The thing is, you have chosen to take you husband back and by doing this you must let the past stay in the past. You have forgiven him so you have to forget. I know its not cut and dry but if you dont want it to mar any future relationship you have, then it must stay in the past, where it cannot hurt you anymore. This friend, for some reason, can't let go, perhaps, as someone else says, doesn't have a "project" or more likely she is jealous of your happiness and wants to make herself feel better by making you feel bad. To be fair, she probably doesn't even recognise that she does this herself.

If i were you, i would have no more to do with her. Don't make a big issue of it, just dont see her anymore, make excuses etc. Whether she means well or is being malicious, the upshot is the same, she is making you feel bad and undermining your relationship - you don't need this person in your life. If she asks why - tell her.

time4me · 25/07/2008 21:47

Sorry just read your title again.There has been a series so I would be very wary of her.Something must be wrong in her Life and she is jealous.She must feel needed I think and now she isnt she is having a go.Dont be so upset however,you are in a stronger position than before cos you now know what she is really like,so you are better off.

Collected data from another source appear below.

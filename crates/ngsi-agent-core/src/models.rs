//! Core data models used throughout ngsi-agent.
//!
//! A [`Row`] is what a source emits, [`Stats`] describe the outcome of one
//! agent run, and [`Status`] is the long-lived health record a daemon keeps
//! across runs.

use std::ops::AddAssign;

use chrono::{DateTime, Utc};
use serde::{Deserialize, Serialize};
use serde_json::Value;

/// One raw record emitted by a source.
///
/// `provider` identifies where the record came from (a topic, a file name,
/// an API label). The record itself is opaque to the runtime.
#[derive(Debug, Clone, PartialEq, Serialize, Deserialize)]
pub struct Row {
    pub provider: String,
    pub record: Value,
}

impl Row {
    pub fn new(provider: impl Into<String>, record: Value) -> Self {
        Self {
            provider: provider.into(),
            record,
        }
    }
}

/// Counters describing the outcome of a single agent run.
///
/// At the end of a run `processed == created + updated + ignored + errors`.
#[derive(Debug, Clone, Copy, Default, PartialEq, Eq, Serialize, Deserialize)]
pub struct Stats {
    pub processed: u64,
    pub created: u64,
    pub updated: u64,
    pub ignored: u64,
    pub errors: u64,
}

impl Stats {
    /// Whether every processed row has been classified exactly once.
    pub fn is_balanced(&self) -> bool {
        self.processed == self.created + self.updated + self.ignored + self.errors
    }
}

impl AddAssign for Stats {
    fn add_assign(&mut self, other: Self) {
        self.processed += other.processed;
        self.created += other.created;
        self.updated += other.updated;
        self.ignored += other.ignored;
        self.errors += other.errors;
    }
}

/// Lifecycle state of a daemon.
#[derive(Debug, Clone, Copy, Default, PartialEq, Eq, Serialize, Deserialize)]
#[serde(rename_all = "UPPERCASE")]
pub enum State {
    #[default]
    Pending,
    Running,
    Closed,
    Error,
}

impl State {
    /// `Closed` and `Error` cannot be left once entered.
    pub fn is_terminal(self) -> bool {
        matches!(self, State::Closed | State::Error)
    }
}

/// Cross-run health record of a daemon.
///
/// `calls` counts trigger attempts; `success` and `errors` count completed
/// attempts, so `calls == success + errors` once nothing is in flight.
#[derive(Debug, Clone, Default, PartialEq, Serialize, Deserialize)]
pub struct Status {
    pub state: State,
    pub starttime: Option<DateTime<Utc>>,
    pub lastcalltime: Option<DateTime<Utc>>,
    pub calls: u64,
    pub success: u64,
    pub errors: u64,
    /// Message of the most recent run-level failure.
    pub last_error: Option<String>,
}

impl Status {
    /// Move to `next`, refusing to leave a terminal state or to go back to
    /// `Pending`. Returns whether the transition happened.
    pub fn transition(&mut self, next: State) -> bool {
        if self.state.is_terminal() || next == State::Pending || self.state == next {
            return false;
        }
        if next == State::Running {
            self.starttime = Some(Utc::now());
        }
        self.state = next;
        true
    }

    /// Number of attempts that have not completed yet.
    pub fn in_flight(&self) -> u64 {
        self.calls.saturating_sub(self.success + self.errors)
    }
}

#[cfg(test)]
mod tests {
    use super::*;
    use serde_json::json;

    #[test]
    fn test_stats_add_assign_is_fieldwise() {
        let mut total = Stats {
            processed: 3,
            created: 1,
            updated: 1,
            ignored: 0,
            errors: 1,
        };
        total += Stats {
            processed: 2,
            created: 2,
            ..Default::default()
        };
        assert_eq!(total.processed, 5);
        assert_eq!(total.created, 3);
        assert_eq!(total.updated, 1);
        assert_eq!(total.errors, 1);
        assert!(total.is_balanced());
    }

    #[test]
    fn test_status_transitions() {
        let mut status = Status::default();
        assert_eq!(status.state, State::Pending);
        assert!(status.starttime.is_none());

        assert!(status.transition(State::Running));
        assert!(status.starttime.is_some());
        assert!(!status.transition(State::Pending));

        assert!(status.transition(State::Closed));
        assert!(!status.transition(State::Running));
        assert!(!status.transition(State::Error));
        assert_eq!(status.state, State::Closed);
    }

    #[test]
    fn test_status_serializes_state_uppercase() {
        let status = Status {
            calls: 2,
            success: 1,
            ..Default::default()
        };
        let v = serde_json::to_value(&status).unwrap();
        assert_eq!(v["state"], "PENDING");
        assert_eq!(v["calls"], 2);
        assert_eq!(v["lastcalltime"], json!(null));
        assert_eq!(status.in_flight(), 1);
    }
}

time4me · 25/07/2008 21:49

lucysmum what a great reply.This project thing,I find so interesting.That is a very perceptive comment,don`t mean to take away from overdrafts pain,however

donovan · 25/07/2008 21:51

She might be in love with you have you thought about that?
More than likely though, what is happening is she is going through turmoil in her own life and can not/will not tell you about it, so she gets her jollies by bullying you.

overdraft · 25/07/2008 21:59

skidoodle - Yes it was one affair that lasted 5 weeks.

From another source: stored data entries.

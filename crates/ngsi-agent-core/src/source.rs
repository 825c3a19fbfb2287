//! The [`Source`] trait: anything that yields rows.
//!
//! A source is pulled one row at a time with [`Source::next_row`]. Returning
//! `Ok(None)` ends the run; returning `Err` is an iteration-level failure
//! (lost connectivity, unreadable file) and aborts the run.
//!
//! Sources may be renewed between scheduled runs in one of two in-place ways
//! ([`reset`](Source::reset) and [`reconstruct`](Source::reconstruct)); the
//! caller picks which one explicitly, nothing is detected at runtime.

use async_trait::async_trait;
use thiserror::Error;

use crate::models::Row;

/// Errors raised by a source while pulling rows.
#[derive(Debug, Error)]
#[non_exhaustive]
pub enum SourceError {
    #[error("IO error: {0}")]
    Io(#[from] std::io::Error),

    #[error("JSON error: {0}")]
    Json(#[from] serde_json::Error),

    /// The source was closed and accepts no more input.
    #[error("source is closed")]
    Closed,

    /// The requested renewal operation is not implemented by this source.
    #[error("source does not support {0}")]
    Unsupported(&'static str),

    #[error("{0}")]
    Other(String),
}

/// A pull-based sequence of [`Row`]s.
#[async_trait]
pub trait Source: Send {
    /// Short label used in logs.
    fn name(&self) -> &str {
        "source"
    }

    /// Pull the next row, `Ok(None)` once exhausted.
    async fn next_row(&mut self) -> Result<Option<Row>, SourceError>;

    /// Rewind in place so the next pull starts over.
    fn reset(&mut self) -> Result<(), SourceError> {
        Err(SourceError::Unsupported("reset"))
    }

    /// Build a fresh instance from the original construction parameters.
    fn reconstruct(&self) -> Result<Box<dyn Source>, SourceError> {
        Err(SourceError::Unsupported("reconstruct"))
    }
}

#[async_trait]
impl<S: Source + ?Sized> Source for Box<S> {
    fn name(&self) -> &str {
        (**self).name()
    }

    async fn next_row(&mut self) -> Result<Option<Row>, SourceError> {
        (**self).next_row().await
    }

    fn reset(&mut self) -> Result<(), SourceError> {
        (**self).reset()
    }

    fn reconstruct(&self) -> Result<Box<dyn Source>, SourceError> {
        (**self).reconstruct()
    }
}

Yes she does it everytime we meet. Little jibes like Overdraft, now look after your man or he will stray. That sort of comment. Last night took the biscuit though. Or perhaps I have just had enough of it now.

OP posts:
overdraft · 25/07/2008 22:02

Actually ,donovan I don't think she is happy. She will never talk about it and I don't probe t.b.h.

I would always be there for her , but she is a very private person.

OP posts:
Remotew · 25/07/2008 22:13

I think you can do without her reminders. She could be jealous as other people have pointed out.

There is not one glove fits all in life and so many times on Mnet and in RL we get this advice, once a cheater, always a cheater. If he can do this to his ex he will do it to you. People change as they grow (Ok get older) and they do learn. You trust you DH enough to know this.

Only you know if this friendship is worth it. If you are being bullied then get rid.

If you still get something good out of the relationship then tell her never to mention it again. If she loves and respects you she wont.

laura325630 · 25/07/2008 22:32

Get rid of her, you dont need people like that in your life. It sounds like she is jealous.

nik76 · 26/07/2008 08:28

Some people are so insenstive - my and dh had a bit of trouble before we decided to get married and one my wedding day someone brought it up!!!!!

Talk to her or cull

Ivegotaheadache · 26/07/2008 12:43

She needs to help all these people because of something lacking in her own life I think. If she is unhappy then helping people 'in need' makes her feel better about herself. It could be that when people are in some sort of turmoil that she 'enjoys' it on some level, and she likes to be thought of as kind and caring (like you think of her).

Now that you are happy and have a good relationship with your dh and have put the past behind you she feels her own unhappiness when she's with you and will try and bring you down-as this is the way she feels.
It's hard for you to believe that she could be doing this on purpose as you, and everyone else, thinks of her as being such a good person-but I do think she knows exactly what she's doing when she says things like that.

Who knows why, (she doesn't spend any time with her dh, maybe it's because he's a total bastard to her who knows for sure) and it's up to you to decide if you are bothered enough to find out and save this friendship. But the very next time she makes a comment about your dh, don't let it go.
You don't need to row with her just state your feelings and ask her if she's aware of what she's doing.